» HOW TO COMPLETE THIS TASK
Take from the records below each line that holds "DelayNode".

---------- DATA TO PROCESS ----------

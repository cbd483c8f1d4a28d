//! 工作流节点定义
//! Workflow node catalogue
//!
//! Concrete [`Node`] implementations: closures, branching, delays,
//! validation, logging, and calls into LLM and tool collaborators.
//! Parallel groups and map-reduce are composites owned by the graph (see
//! [`super::graph::NodeBody`]).

use async_trait::async_trait;
use futures::future::BoxFuture;
use loomflow_kernel::workflow::{
    ArgumentValidator, ChatMessage, ExecutionContext, LlmClient, ModelConfig, Node, NodeContext,
    NodeError, NodeKind, NodeOutput, ToolExecutor, WorkflowValue,
};
use regex::Regex;
use std::future::Future;
use std::sync::{Arc, LazyLock};
use std::time::Duration;
use tracing::{Level, debug, error, info, trace, warn};

/// 节点执行函数类型
/// Node execution function type
pub type TaskFn = Arc<
    dyn Fn(WorkflowValue, NodeContext) -> BoxFuture<'static, Result<NodeOutput, NodeError>>
        + Send
        + Sync,
>;

/// Synchronous predicate over the routed input and the context snapshot.
pub type PredicateFn = Arc<dyn Fn(&WorkflowValue, &ExecutionContext) -> bool + Send + Sync>;

/// Synchronous key selector for switch nodes.
pub type SelectorFn = Arc<dyn Fn(&WorkflowValue, &ExecutionContext) -> String + Send + Sync>;

/// Derives a value (messages, tool arguments) from the input and context.
pub type DeriveFn<T> = Arc<dyn Fn(&WorkflowValue, &ExecutionContext) -> T + Send + Sync>;

// ────────────────────── FnNode ──────────────────────

/// 任务节点
/// Task node backed by an async closure.
#[derive(Clone)]
pub struct FnNode {
    name: String,
    kind: NodeKind,
    dependencies: Vec<String>,
    func: TaskFn,
}

impl FnNode {
    /// Async task. The closure may return anything convertible into a
    /// [`NodeOutput`], so plain values and explicit directives both work.
    pub fn new<F, Fut, O>(name: impl Into<String>, func: F) -> Self
    where
        F: Fn(WorkflowValue, NodeContext) -> Fut + Send + Sync + 'static,
        Fut: Future<Output = Result<O, NodeError>> + Send + 'static,
        O: Into<NodeOutput> + Send + 'static,
    {
        let func = Arc::new(func);
        Self {
            name: name.into(),
            kind: NodeKind::Transform,
            dependencies: Vec::new(),
            func: Arc::new(move |input, ctx| {
                let fut = func(input, ctx);
                Box::pin(async move { fut.await.map(Into::into) })
            }),
        }
    }

    /// Pure synchronous transform of the input and prior outputs.
    pub fn transform<F, O>(name: impl Into<String>, func: F) -> Self
    where
        F: Fn(WorkflowValue, &ExecutionContext) -> Result<O, NodeError> + Send + Sync + 'static,
        O: Into<NodeOutput> + Send + 'static,
    {
        let func = Arc::new(func);
        Self {
            name: name.into(),
            kind: NodeKind::Transform,
            dependencies: Vec::new(),
            func: Arc::new(move |input, ctx| {
                let result = func(input, ctx.execution()).map(Into::into);
                Box::pin(async move { result })
            }),
        }
    }

    pub fn with_kind(mut self, kind: NodeKind) -> Self {
        self.kind = kind;
        self
    }

    pub fn with_dependencies<I, S>(mut self, deps: I) -> Self
    where
        I: IntoIterator<Item = S>,
        S: Into<String>,
    {
        self.dependencies = deps.into_iter().map(Into::into).collect();
        self
    }
}

#[async_trait]
impl Node for FnNode {
    fn name(&self) -> &str {
        &self.name
    }

    fn kind(&self) -> NodeKind {
        self.kind
    }

    fn dependencies(&self) -> &[String] {
        &self.dependencies
    }

    async fn execute(
        &self,
        input: WorkflowValue,
        ctx: &NodeContext,
    ) -> Result<NodeOutput, NodeError> {
        (self.func)(input, ctx.clone()).await
    }
}

// ────────────────────── Branching ──────────────────────

/// 条件节点
/// Boolean branch. Records the selected key (`"true"` / `"false"`) as its
/// output and routes along the edge labelled with that key.
#[derive(Clone)]
pub struct ConditionNode {
    name: String,
    predicate: PredicateFn,
}

impl ConditionNode {
    pub const TRUE: &'static str = "true";
    pub const FALSE: &'static str = "false";

    pub fn new<F>(name: impl Into<String>, predicate: F) -> Self
    where
        F: Fn(&WorkflowValue, &ExecutionContext) -> bool + Send + Sync + 'static,
    {
        Self {
            name: name.into(),
            predicate: Arc::new(predicate),
        }
    }
}

#[async_trait]
impl Node for ConditionNode {
    fn name(&self) -> &str {
        &self.name
    }

    fn kind(&self) -> NodeKind {
        NodeKind::Condition
    }

    async fn execute(
        &self,
        input: WorkflowValue,
        ctx: &NodeContext,
    ) -> Result<NodeOutput, NodeError> {
        let key = if (self.predicate)(&input, ctx.execution()) {
            Self::TRUE
        } else {
            Self::FALSE
        };
        debug!(node = %self.name, branch = key, "condition evaluated");
        Ok(NodeOutput::branch(key, key))
    }
}

/// 分支选择节点
/// Multi-way branch keyed by an arbitrary string. Keys without a matching
/// edge fall through to the default edge.
#[derive(Clone)]
pub struct SwitchNode {
    name: String,
    selector: SelectorFn,
}

impl SwitchNode {
    pub fn new<F>(name: impl Into<String>, selector: F) -> Self
    where
        F: Fn(&WorkflowValue, &ExecutionContext) -> String + Send + Sync + 'static,
    {
        Self {
            name: name.into(),
            selector: Arc::new(selector),
        }
    }
}

#[async_trait]
impl Node for SwitchNode {
    fn name(&self) -> &str {
        &self.name
    }

    fn kind(&self) -> NodeKind {
        NodeKind::Switch
    }

    async fn execute(
        &self,
        input: WorkflowValue,
        ctx: &NodeContext,
    ) -> Result<NodeOutput, NodeError> {
        let key = (self.selector)(&input, ctx.execution());
        debug!(node = %self.name, case = %key, "switch evaluated");
        Ok(NodeOutput::branch(key.clone(), key))
    }
}

// ────────────────────── Delay ──────────────────────

/// 延迟节点
/// Waits, then passes its input through unchanged. Fails only when the run
/// is cancelled during the wait.
#[derive(Debug, Clone)]
pub struct DelayNode {
    name: String,
    duration: Duration,
}

impl DelayNode {
    pub fn new(name: impl Into<String>, duration: Duration) -> Self {
        Self {
            name: name.into(),
            duration,
        }
    }
}

#[async_trait]
impl Node for DelayNode {
    fn name(&self) -> &str {
        &self.name
    }

    fn kind(&self) -> NodeKind {
        NodeKind::Delay
    }

    async fn execute(
        &self,
        input: WorkflowValue,
        ctx: &NodeContext,
    ) -> Result<NodeOutput, NodeError> {
        tokio::select! {
            _ = ctx.cancellation().cancelled() => Err(NodeError::cancelled()),
            _ = tokio::time::sleep(self.duration) => Ok(input.into()),
        }
    }
}

// ────────────────────── Validation ──────────────────────

/// 校验节点
/// Runs a check and outputs `true`, or fails with a non-retriable
/// `Validation` error.
#[derive(Clone)]
pub struct ValidationNode {
    name: String,
    check: Arc<dyn Fn(&WorkflowValue, &ExecutionContext) -> Result<(), String> + Send + Sync>,
}

impl ValidationNode {
    pub fn new<F>(name: impl Into<String>, check: F) -> Self
    where
        F: Fn(&WorkflowValue, &ExecutionContext) -> Result<(), String> + Send + Sync + 'static,
    {
        Self {
            name: name.into(),
            check: Arc::new(check),
        }
    }
}

#[async_trait]
impl Node for ValidationNode {
    fn name(&self) -> &str {
        &self.name
    }

    fn kind(&self) -> NodeKind {
        NodeKind::Validation
    }

    async fn execute(
        &self,
        input: WorkflowValue,
        ctx: &NodeContext,
    ) -> Result<NodeOutput, NodeError> {
        (self.check)(&input, ctx.execution())
            .map(|()| NodeOutput::new(true))
            .map_err(|reason| NodeError::validation(reason).with_retriable(false))
    }
}

// ────────────────────── Log ──────────────────────

/// Emits the input as a structured log line and passes it through.
#[derive(Debug, Clone)]
pub struct LogNode {
    name: String,
    message: String,
    level: Level,
}

impl LogNode {
    pub fn new(name: impl Into<String>, message: impl Into<String>) -> Self {
        Self {
            name: name.into(),
            message: message.into(),
            level: Level::INFO,
        }
    }

    pub fn with_level(mut self, level: Level) -> Self {
        self.level = level;
        self
    }
}

#[async_trait]
impl Node for LogNode {
    fn name(&self) -> &str {
        &self.name
    }

    fn kind(&self) -> NodeKind {
        NodeKind::Log
    }

    async fn execute(
        &self,
        input: WorkflowValue,
        ctx: &NodeContext,
    ) -> Result<NodeOutput, NodeError> {
        let workflow = &ctx.execution().workflow;
        let payload = input.render();
        let message = &self.message;
        if self.level == Level::ERROR {
            error!(node = %self.name, %workflow, %payload, "{message}");
        } else if self.level == Level::WARN {
            warn!(node = %self.name, %workflow, %payload, "{message}");
        } else if self.level == Level::DEBUG {
            debug!(node = %self.name, %workflow, %payload, "{message}");
        } else if self.level == Level::TRACE {
            trace!(node = %self.name, %workflow, %payload, "{message}");
        } else {
            info!(node = %self.name, %workflow, %payload, "{message}");
        }
        Ok(input.into())
    }
}

// ────────────────────── LLM ──────────────────────

static PLACEHOLDER: LazyLock<Regex> = LazyLock::new(|| {
    Regex::new(r"\{([A-Za-z0-9_\-]+)\}").expect("static regex is valid")
});

/// Fill `{input}` with the routed input and `{node}` with that node's
/// recorded output. Unknown placeholders are left as written.
pub fn render_prompt(template: &str, input: &WorkflowValue, ctx: &ExecutionContext) -> String {
    PLACEHOLDER
        .replace_all(template, |caps: &regex::Captures| {
            let key = &caps[1];
            if key == "input" {
                return input.render();
            }
            ctx.value(key)
                .map(WorkflowValue::render)
                .unwrap_or_else(|| caps[0].to_string())
        })
        .into_owned()
}

/// 大模型调用节点
/// LLM call node
///
/// Message derivation, in order of precedence:
/// 1. a custom builder set with [`LlmNode::with_messages`]
/// 2. a prompt template set with [`LlmNode::with_prompt`], sent as one user message
/// 3. the rendered input as one user message
///
/// An optional system prompt is prepended in cases 2 and 3.
#[derive(Clone)]
pub struct LlmNode {
    name: String,
    client: Arc<dyn LlmClient>,
    model: ModelConfig,
    system: Option<String>,
    prompt: Option<String>,
    messages: Option<DeriveFn<Vec<ChatMessage>>>,
}

impl LlmNode {
    pub fn new(name: impl Into<String>, client: Arc<dyn LlmClient>, model: ModelConfig) -> Self {
        Self {
            name: name.into(),
            client,
            model,
            system: None,
            prompt: None,
            messages: None,
        }
    }

    pub fn with_system(mut self, system: impl Into<String>) -> Self {
        self.system = Some(system.into());
        self
    }

    pub fn with_prompt(mut self, template: impl Into<String>) -> Self {
        self.prompt = Some(template.into());
        self
    }

    pub fn with_messages<F>(mut self, build: F) -> Self
    where
        F: Fn(&WorkflowValue, &ExecutionContext) -> Vec<ChatMessage> + Send + Sync + 'static,
    {
        self.messages = Some(Arc::new(build));
        self
    }

    fn build_messages(&self, input: &WorkflowValue, ctx: &ExecutionContext) -> Vec<ChatMessage> {
        if let Some(build) = &self.messages {
            return build(input, ctx);
        }
        let mut messages = Vec::with_capacity(2);
        if let Some(system) = &self.system {
            messages.push(ChatMessage::system(system.clone()));
        }
        let content = match &self.prompt {
            Some(template) => render_prompt(template, input, ctx),
            None => input.render(),
        };
        messages.push(ChatMessage::user(content));
        messages
    }
}

#[async_trait]
impl Node for LlmNode {
    fn name(&self) -> &str {
        &self.name
    }

    fn kind(&self) -> NodeKind {
        NodeKind::Llm
    }

    async fn execute(
        &self,
        input: WorkflowValue,
        ctx: &NodeContext,
    ) -> Result<NodeOutput, NodeError> {
        let messages = self.build_messages(&input, ctx.execution());
        debug!(
            node = %self.name,
            model = %self.model.model,
            messages = messages.len(),
            "invoking llm"
        );
        tokio::select! {
            _ = ctx.cancellation().cancelled() => Err(NodeError::cancelled()),
            result = self.client.invoke(&messages, &self.model) => {
                result.map(NodeOutput::new).map_err(NodeError::from)
            }
        }
    }
}

// ────────────────────── Tool ──────────────────────

/// 工具调用节点
/// Tool call node: derive arguments, validate them, execute the tool.
#[derive(Clone)]
pub struct ToolNode {
    name: String,
    tool: Arc<dyn ToolExecutor>,
    args: Option<DeriveFn<WorkflowValue>>,
    validator: Option<(Arc<dyn ArgumentValidator>, serde_json::Value)>,
}

impl ToolNode {
    pub fn new(name: impl Into<String>, tool: Arc<dyn ToolExecutor>) -> Self {
        Self {
            name: name.into(),
            tool,
            args: None,
            validator: None,
        }
    }

    /// Derive raw arguments from the input and context; defaults to the
    /// input itself.
    pub fn with_args<F>(mut self, derive: F) -> Self
    where
        F: Fn(&WorkflowValue, &ExecutionContext) -> WorkflowValue + Send + Sync + 'static,
    {
        self.args = Some(Arc::new(derive));
        self
    }

    pub fn with_validator(
        mut self,
        validator: Arc<dyn ArgumentValidator>,
        schema: serde_json::Value,
    ) -> Self {
        self.validator = Some((validator, schema));
        self
    }
}

#[async_trait]
impl Node for ToolNode {
    fn name(&self) -> &str {
        &self.name
    }

    fn kind(&self) -> NodeKind {
        NodeKind::Tool
    }

    async fn execute(
        &self,
        input: WorkflowValue,
        ctx: &NodeContext,
    ) -> Result<NodeOutput, NodeError> {
        let raw = match &self.args {
            Some(derive) => derive(&input, ctx.execution()),
            None => input,
        };
        let args = match &self.validator {
            Some((validator, schema)) => validator.validate(&raw, schema)?,
            None => raw,
        };
        debug!(node = %self.name, tool = self.tool.name(), "executing tool");
        tokio::select! {
            _ = ctx.cancellation().cancelled() => Err(NodeError::cancelled()),
            result = self.tool.execute(args) => {
                result.map(NodeOutput::new).map_err(NodeError::from)
            }
        }
    }
}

----------

» ANSWER SPACE
pub struct DelayNode {
impl DelayNode {
impl Node for DelayNode {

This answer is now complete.